Stored data entries:
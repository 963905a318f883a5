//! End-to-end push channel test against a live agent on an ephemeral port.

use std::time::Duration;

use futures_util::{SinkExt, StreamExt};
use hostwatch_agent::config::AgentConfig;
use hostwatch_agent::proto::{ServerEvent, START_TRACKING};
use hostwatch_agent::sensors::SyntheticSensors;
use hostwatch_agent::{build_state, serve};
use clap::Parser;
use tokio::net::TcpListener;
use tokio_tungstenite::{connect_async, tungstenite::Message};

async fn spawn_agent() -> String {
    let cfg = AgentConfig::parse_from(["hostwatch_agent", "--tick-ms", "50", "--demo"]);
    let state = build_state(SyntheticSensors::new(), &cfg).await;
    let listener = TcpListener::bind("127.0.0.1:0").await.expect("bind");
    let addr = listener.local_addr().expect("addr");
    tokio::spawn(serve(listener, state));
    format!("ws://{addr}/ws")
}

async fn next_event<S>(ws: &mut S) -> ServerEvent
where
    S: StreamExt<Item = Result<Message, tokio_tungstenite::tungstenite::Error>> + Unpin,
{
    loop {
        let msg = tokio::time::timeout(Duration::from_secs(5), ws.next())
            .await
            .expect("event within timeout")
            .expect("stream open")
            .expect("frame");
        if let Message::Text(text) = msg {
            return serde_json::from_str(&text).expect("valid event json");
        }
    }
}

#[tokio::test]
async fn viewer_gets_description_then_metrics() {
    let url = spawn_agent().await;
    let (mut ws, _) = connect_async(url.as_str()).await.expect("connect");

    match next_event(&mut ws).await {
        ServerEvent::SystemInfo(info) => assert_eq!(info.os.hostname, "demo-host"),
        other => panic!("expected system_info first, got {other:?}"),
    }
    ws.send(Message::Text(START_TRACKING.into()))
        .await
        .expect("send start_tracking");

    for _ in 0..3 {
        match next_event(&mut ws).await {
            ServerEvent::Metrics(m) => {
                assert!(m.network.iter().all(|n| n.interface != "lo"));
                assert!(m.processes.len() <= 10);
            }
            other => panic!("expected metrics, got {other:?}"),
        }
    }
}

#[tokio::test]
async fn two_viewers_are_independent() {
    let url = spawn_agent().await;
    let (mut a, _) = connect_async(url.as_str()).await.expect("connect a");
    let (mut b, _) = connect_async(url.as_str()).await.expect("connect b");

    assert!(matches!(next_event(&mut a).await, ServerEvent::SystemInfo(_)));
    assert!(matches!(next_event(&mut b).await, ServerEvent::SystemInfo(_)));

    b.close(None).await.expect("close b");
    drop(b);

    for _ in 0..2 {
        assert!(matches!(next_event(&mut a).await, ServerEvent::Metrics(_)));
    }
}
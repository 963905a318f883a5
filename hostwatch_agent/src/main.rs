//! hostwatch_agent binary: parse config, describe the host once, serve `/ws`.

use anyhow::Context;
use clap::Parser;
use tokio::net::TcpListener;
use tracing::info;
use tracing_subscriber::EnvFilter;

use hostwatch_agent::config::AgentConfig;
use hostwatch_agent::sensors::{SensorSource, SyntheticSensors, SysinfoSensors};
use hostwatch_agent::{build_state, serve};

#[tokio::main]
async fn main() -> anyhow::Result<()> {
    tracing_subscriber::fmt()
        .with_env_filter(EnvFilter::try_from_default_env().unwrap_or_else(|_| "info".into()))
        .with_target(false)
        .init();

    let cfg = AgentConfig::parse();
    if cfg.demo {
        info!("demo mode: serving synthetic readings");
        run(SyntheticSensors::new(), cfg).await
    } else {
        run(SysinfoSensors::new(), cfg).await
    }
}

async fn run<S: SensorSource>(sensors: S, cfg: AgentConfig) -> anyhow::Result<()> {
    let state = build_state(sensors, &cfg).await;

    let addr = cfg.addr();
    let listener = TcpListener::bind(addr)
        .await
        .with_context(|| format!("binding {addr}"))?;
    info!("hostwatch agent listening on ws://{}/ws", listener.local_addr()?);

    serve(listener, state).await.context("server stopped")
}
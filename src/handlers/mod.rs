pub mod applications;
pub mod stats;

What the exercise asks: Return, from the data, each line where the string "panic" occurs.

Finished task:
        other => panic!("expected system_info first, got {other:?}"),
            other => panic!("expected metrics, got {other:?}"),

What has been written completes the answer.